Godwin, who won bronze medals in the kilometer time trial and 4000-meter team pursuit at the London Olympics of 1948, was honored as an ambassador and torchbearer at the 2012 London Games three months ago. He was working as an electrician when he won his two bronze medals, and he went on to own and run a bike shop for 36 years in Birmingham, England’s second largest city. During that time Godwin became his country’s first paid national coach (he was in charge when Burton and Webb won the women’s and amateur men world road titles in 1967), and he later served as president of the British Cycling Federation.

Last year, in a televised Olympic preview, the nonagenarian rode his 1948 Olympic track bike around the Herne Hill track and showed off the knitted-wool Great Britain team jersey he raced in 64 years ago. Godwin clearly remembered the enthusiasm generated by his bronze-medal rides, telling the BBC: “It was unbelievable. The crowd was fantastic. After we won the race for the bronze medal in the team pursuit, a cycling magazine reported, ‘There wasn’t a dry eye in the house.”

The team pursuit was the one track event that remained from that previous London Olympics, and Godwin was on hand this past August to see the British quartet annihilate the world record with their winning time of 3:51.659—which was just about a minute faster than the time set by Godwin and his British teammates when they took bronze at the 1948 Olympics!

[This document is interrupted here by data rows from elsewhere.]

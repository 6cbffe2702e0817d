//! Mapper configuration.

use std::collections::HashMap;
use std::fmt;
use std::sync::Arc;

use crate::beans::{BeanMetaDataRegistry, CompositeBeanMetaDataRegistry};
use crate::mapper::SqlMapper;
use crate::mapping::BeanMappingRegistry;
use crate::naming::{SnakeCaseTableNames, TableNameExtractor};
use crate::pk::{PkGenerator, PkStrategyDecider, SqlitePkStrategyDecider};
use crate::schema::{SchemaRegistry, TableMetaData};

/// Builder for [`SqlMapper`].
///
/// Defaults: no bean types, snake-case table names, SQLite key rules and
/// no key generators.
#[must_use]
pub struct SqlMapperBuilder {
    beans: Arc<dyn BeanMetaDataRegistry>,
    schema: SchemaRegistry,
    table_names: Arc<dyn TableNameExtractor>,
    pk_decider: Arc<dyn PkStrategyDecider>,
    pk_generators: HashMap<String, Arc<dyn PkGenerator>>,
}

impl fmt::Debug for SqlMapperBuilder {
    fn fmt(&self, f: &mut fmt::Formatter<'_>) -> fmt::Result {
        f.debug_struct("SqlMapperBuilder")
            .field("schema", &self.schema)
            .field("pk_generators", &self.pk_generators.keys().collect::<Vec<_>>())
            .finish_non_exhaustive()
    }
}

impl Default for SqlMapperBuilder {
    fn default() -> Self {
        Self::new()
    }
}

impl SqlMapperBuilder {
    /// Creates a builder with the defaults.
    pub fn new() -> Self {
        Self {
            beans: Arc::new(CompositeBeanMetaDataRegistry::empty()),
            schema: SchemaRegistry::new(),
            table_names: Arc::new(SnakeCaseTableNames),
            pk_decider: Arc::new(SqlitePkStrategyDecider),
            pk_generators: HashMap::new(),
        }
    }

    /// Sets the source of bean metadata.
    pub fn with_beans(mut self, beans: impl BeanMetaDataRegistry + 'static) -> Self {
        self.beans = Arc::new(beans);
        self
    }

    /// Sets the default table-name convention.
    pub fn with_table_names(mut self, table_names: impl TableNameExtractor + 'static) -> Self {
        self.table_names = Arc::new(table_names);
        self
    }

    /// Sets the key strategy decider.
    pub fn with_pk_strategy_decider(mut self, decider: impl PkStrategyDecider + 'static) -> Self {
        self.pk_decider = Arc::new(decider);
        self
    }

    /// Generates primary keys for rows inserted into `table`.
    pub fn with_pk_generator(mut self, table: &str, generator: impl PkGenerator + 'static) -> Self {
        self.pk_generators
            .insert(table.to_owned(), Arc::new(generator));
        self
    }

    /// Describes a table explicitly instead of introspecting it.
    pub fn with_table(mut self, table: TableMetaData) -> Self {
        self.schema = self.schema.with_table(table);
        self
    }

    /// Builds the mapper.
    pub fn build(self) -> SqlMapper {
        SqlMapper::new(BeanMappingRegistry::new(
            self.beans,
            self.schema,
            self.table_names,
            self.pk_decider,
            self.pk_generators,
        ))
    }
}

While Godwin’s various positions made him one of the most influential people in the development of British cycling, Booty was a pure amateur cyclist who could have made as big an impact on the world scene as Wiggins had times been different. Instead, Booty did his national service in the army before becoming a chartered electrical engineer, first with Ericsson, then Westinghouse and Rolls Royce—and always riding his old race bike to work until retiring at 60.

Booty came to national prominence in August 1956 when, two years after Roger Bannister became the first athlete to run a four-minute mile, he became the first cyclist to race 100 miles in less than four hours in an out-and-back time trial. The day before his record performance in the classic Bath Road 100, to the west of London, Booty rode his bike the 100 miles from his Nottingham home. He raced the time trial on the same bike, using a fixed gear of 84 inches (50×16), to record a time of 3:58:28 and beat runner-up Stan Brittain, a British international, by almost 12 minutes.

A month later, right after his 24th birthday, Booty used a hub gear to break the point-to-point 100-mile record, taking advantage of favorable winds to set a time of 3:28:40, a record that stood for 34 years.

Booty was also an adept road racer. In 1954, he won the top British one-day event, the hilly Manx International; in 1955, he raced for the GB team at the prestigious, two-week Peace Race in eastern Europe, helping teammate Brittain finish third overall; and in 1958, on wet day in Cardiff, Wales, he rode away from a strong field at the Commonwealth Games road race to take the gold medal by some three minutes.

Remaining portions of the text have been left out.